# Exercise requirements
Reproduce the entries below exactly, but only from the line containing "let token = header_value" to the line containing "on conflict (mail_item_id)", inclusive.

========================================================================

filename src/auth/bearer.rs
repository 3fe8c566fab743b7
use actix_web::http::header::{self, HeaderMap};

use anyhow::Context;

use crate::crypto::SessionToken;

const BEARER_AUTH_PREFIX: &str = "Bearer ";

/// Extract the session token from an `Authorization: Bearer <token>` header
pub fn bearer_token(headers: &HeaderMap) -> anyhow::Result<SessionToken> {
    let header_value = headers
        .get(header::AUTHORIZATION)
        .context("Missing authorization in header")?
        .to_str()
        .context("Authorization header is not valid text")?;

    let token = header_value
        .strip_prefix(BEARER_AUTH_PREFIX)
        .context("Authorization scheme not bearer")?;

    token
        .parse()
        .map_err(|e| anyhow::anyhow!("Failed to parse bearer token: {}", e))
}
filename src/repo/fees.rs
use sqlx::PgExecutor;

use uuid::Uuid;

use crate::domain::{FeeAssessment, FeeStatus};
use crate::model::{FeePayment, PackageFee};

/// Repository for package storage fees
pub struct FeesRepo;

impl FeesRepo {
    #[tracing::instrument(name = "Fetch fee by id", skip(executor))]
    pub async fn fetch_by_id<'con>(
        executor: impl PgExecutor<'con>,
        fee_id: Uuid,
    ) -> sqlx::Result<Option<PackageFee>> {
        sqlx::query_as("select * from package_fees where fee_id = $1")
            .bind(fee_id)
            .fetch_optional(executor)
            .await
    }

    /// Pending fees on a contact's packages that are still in the system
    #[tracing::instrument(name = "Fetch unpaid fees of contact", skip(executor))]
    pub async fn fetch_unpaid_for_contact<'con>(
        executor: impl PgExecutor<'con>,
        contact_id: Uuid,
    ) -> sqlx::Result<Vec<PackageFee>> {
        sqlx::query_as(
            "select f.* from package_fees f \
             join mail_items m on m.mail_item_id = f.mail_item_id \
             where m.contact_id = $1 and m.archived_at is null and f.fee_status = $2 \
             order by m.received_date",
        )
        .bind(contact_id)
        .bind(FeeStatus::Pending)
        .fetch_all(executor)
        .await
    }

    /// Create the fee of a package or refresh it while it is still pending.
    ///
    /// Returns `None` when the fee has already been paid or waived.
    #[tracing::instrument(name = "Upsert pending fee", skip(executor))]
    pub async fn upsert_pending<'con>(
        executor: impl PgExecutor<'con>,
        mail_item_id: Uuid,
        assessment: &FeeAssessment,
    ) -> sqlx::Result<Option<PackageFee>> {
        sqlx::query_as(
            "insert into package_fees(mail_item_id, fee_amount, days_charged, fee_status) \
             values ($1, $2, $3, $4) \
             on conflict (mail_item_id) do update set \
             fee_amount = excluded.fee_amount, days_charged = excluded.days_charged, \
             updated_at = now() \
             where package_fees.fee_status = $4 \
             returning *",
        )
        .bind(mail_item_id)
        .bind(assessment.amount)
        .bind(assessment.days_charged)
        .bind(FeeStatus::Pending)
        .fetch_optional(executor)
        .await
    }

    /// Settle a pending fee. Returns `None` if the fee is not pending.
    #[tracing::instrument(name = "Mark fee paid", skip(executor))]
    pub async fn mark_paid<'con>(
        executor: impl PgExecutor<'con>,
        fee_id: Uuid,
        payment: &FeePayment,
    ) -> sqlx::Result<Option<PackageFee>> {
        sqlx::query_as(
            "update package_fees set fee_status = $2, payment_method = $3, collected_by = $4, \
             fee_amount = coalesce($5, fee_amount), paid_date = now(), updated_at = now() \
             where fee_id = $1 and fee_status = $6 returning *",
        )
        .bind(fee_id)
        .bind(FeeStatus::Paid)
        .bind(payment.payment_method)
        .bind(&payment.collected_by)
        .bind(payment.amount)
        .bind(FeeStatus::Pending)
        .fetch_optional(executor)
        .await
    }

    /// Forgive a pending fee. Returns `None` if the fee is not pending.
    #[tracing::instrument(name = "Waive fee", skip(executor))]
    pub async fn mark_waived<'con>(
        executor: impl PgExecutor<'con>,
        fee_id: Uuid,
        reason: &str,
    ) -> sqlx::Result<Option<PackageFee>> {
        sqlx::query_as(
            "update package_fees set fee_status = $2, waive_reason = $3, waived_date = now(), \
             updated_at = now() \
             where fee_id = $1 and fee_status = $4 returning *",
        )
        .bind(fee_id)
        .bind(FeeStatus::Waived)
        .bind(reason)
        .bind(FeeStatus::Pending)
        .fetch_optional(executor)
        .await
    }
}
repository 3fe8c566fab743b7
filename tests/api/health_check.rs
use sqlx::PgPool;

use crate::helpers::TestApp;

#[sqlx::test]
async fn is_present(pool: PgPool) -> sqlx::Result<()> {
    let app = TestApp::spawn(&pool).await;

    let res = app.health_check().await.expect("Failed to execute request");

    assert!(res.status().is_success());

    Ok(())
}
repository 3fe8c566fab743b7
use std::time::Duration;

use reqwest::Client;

use serde::Serialize;

use secrecy::Secret;

use url::Url;

use crate::domain::EmailAddress;

const SERVER_TOKEN_HEADER: &str = "X-Postmark-Server-Token";

/// REST client for the mail-send service
#[derive(Debug)]
pub struct EmailClient {
    client: Client,
    sender: EmailAddress,

    api_send_email_url: Url,
    api_auth_token: Secret<String>,
}

impl EmailClient {
    pub fn new(
        sender: EmailAddress,
        api_timeout: Duration,
        api_base_url: Url,
        api_auth_token: Secret<String>,
    ) -> anyhow::Result<Self> {
        let client = Client::builder().timeout(api_timeout).build()?;

        let api_send_email_url = api_base_url.join("email")?;

        Ok(Self {
            client,
            sender,
            api_send_email_url,
            api_auth_token,
        })
    }

    /// Send a single email. Failures are reported once and never retried.
    #[tracing::instrument(name = "Send an email via API", skip(self, email), fields(recipient = %email.recipient))]
    pub async fn send(&self, email: &Email) -> reqwest::Result<()> {
        use secrecy::ExposeSecret;

        let body = email.as_request(&self.sender);

        self.client
            .post(self.api_send_email_url.clone())
            .header(SERVER_TOKEN_HEADER, self.api_auth_token.expose_secret())
            .json(&body)
            .send()
            .await?
            .error_for_status()?;
        Ok(())
    }
}

#[derive(Debug, Clone)]
pub struct Email {
    pub recipient: EmailAddress,
    pub subject: String,
    pub html_body: String,
    pub text_body: String,
}

impl Email {
    /// Build an email from plain text; the HTML part is the escaped text with line breaks kept
    pub fn from_text(recipient: EmailAddress, subject: String, text_body: String) -> Self {
        let html_body = text_to_html(&text_body);
        Self {
            recipient,
            subject,
            html_body,
            text_body,
        }
    }

    fn as_request<'e>(&'e self, sender: &'e EmailAddress) -> SendEmailRequest<'e> {
        SendEmailRequest {
            to: self.recipient.as_ref(),
            from: sender.as_ref(),
            subject: &self.subject,
            html_body: &self.html_body,
            text_body: &self.text_body,
        }
    }
}

fn text_to_html(text: &str) -> String {
    let mut html = String::with_capacity(text.len());
    for c in text.chars() {
        match c {
            '&' => html.push_str("&amp;"),
            '<' => html.push_str("&lt;"),
            '>' => html.push_str("&gt;"),
            '"' => html.push_str("&quot;"),
            '\'' => html.push_str("&#39;"),
            '\n' => html.push_str("<br>"),
            '\r' => {}
            c => html.push(c),
        }
    }
    html
}

#[derive(Debug, Serialize)]
#[serde(rename_all = "PascalCase")]
struct SendEmailRequest<'a> {
    to: &'a str,
    from: &'a str,
    subject: &'a str,
    html_body: &'a str,
    text_body: &'a str,
}
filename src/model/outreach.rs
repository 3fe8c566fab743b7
use chrono::{DateTime, Utc};

use serde::Serialize;

use uuid::Uuid;

pub const EMAIL_CHANNEL: &str = "Email";

/// Audit record of a communication sent to a contact
#[derive(Debug, Clone, Serialize, sqlx::FromRow)]
pub struct OutreachMessage {
    pub message_id: Uuid,
    pub contact_id: Uuid,
    pub mail_item_id: Option<Uuid>,
    pub message_type: String,
    pub channel: String,
    pub message_content: String,
    pub sent_at: DateTime<Utc>,
    pub responded: bool,
    pub follow_up_needed: bool,
}

#[derive(Debug)]
pub struct NewOutreachMessage {
    pub contact_id: Uuid,
    pub mail_item_id: Option<Uuid>,
    pub message_type: String,
    pub channel: String,
    pub message_content: String,
    pub responded: bool,
    pub follow_up_needed: bool,
}

/// Filters for listing outreach messages
#[derive(Debug, Default)]
pub struct OutreachFilter {
    pub contact_id: Option<Uuid>,
    pub mail_item_id: Option<Uuid>,
}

========================================================================

# Task output
    let token = header_value
        .strip_prefix(BEARER_AUTH_PREFIX)
        .context("Authorization scheme not bearer")?;

    token
        .parse()
        .map_err(|e| anyhow::anyhow!("Failed to parse bearer token: {}", e))
}
filename src/repo/fees.rs
use sqlx::PgExecutor;

use uuid::Uuid;

use crate::domain::{FeeAssessment, FeeStatus};
use crate::model::{FeePayment, PackageFee};

/// Repository for package storage fees
pub struct FeesRepo;

impl FeesRepo {
    #[tracing::instrument(name = "Fetch fee by id", skip(executor))]
    pub async fn fetch_by_id<'con>(
        executor: impl PgExecutor<'con>,
        fee_id: Uuid,
    ) -> sqlx::Result<Option<PackageFee>> {
        sqlx::query_as("select * from package_fees where fee_id = $1")
            .bind(fee_id)
            .fetch_optional(executor)
            .await
    }

    /// Pending fees on a contact's packages that are still in the system
    #[tracing::instrument(name = "Fetch unpaid fees of contact", skip(executor))]
    pub async fn fetch_unpaid_for_contact<'con>(
        executor: impl PgExecutor<'con>,
        contact_id: Uuid,
    ) -> sqlx::Result<Vec<PackageFee>> {
        sqlx::query_as(
            "select f.* from package_fees f \
             join mail_items m on m.mail_item_id = f.mail_item_id \
             where m.contact_id = $1 and m.archived_at is null and f.fee_status = $2 \
             order by m.received_date",
        )
        .bind(contact_id)
        .bind(FeeStatus::Pending)
        .fetch_all(executor)
        .await
    }

    /// Create the fee of a package or refresh it while it is still pending.
    ///
    /// Returns `None` when the fee has already been paid or waived.
    #[tracing::instrument(name = "Upsert pending fee", skip(executor))]
    pub async fn upsert_pending<'con>(
        executor: impl PgExecutor<'con>,
        mail_item_id: Uuid,
        assessment: &FeeAssessment,
    ) -> sqlx::Result<Option<PackageFee>> {
        sqlx::query_as(
            "insert into package_fees(mail_item_id, fee_amount, days_charged, fee_status) \
             values ($1, $2, $3, $4) \
             on conflict (mail_item_id) do update set \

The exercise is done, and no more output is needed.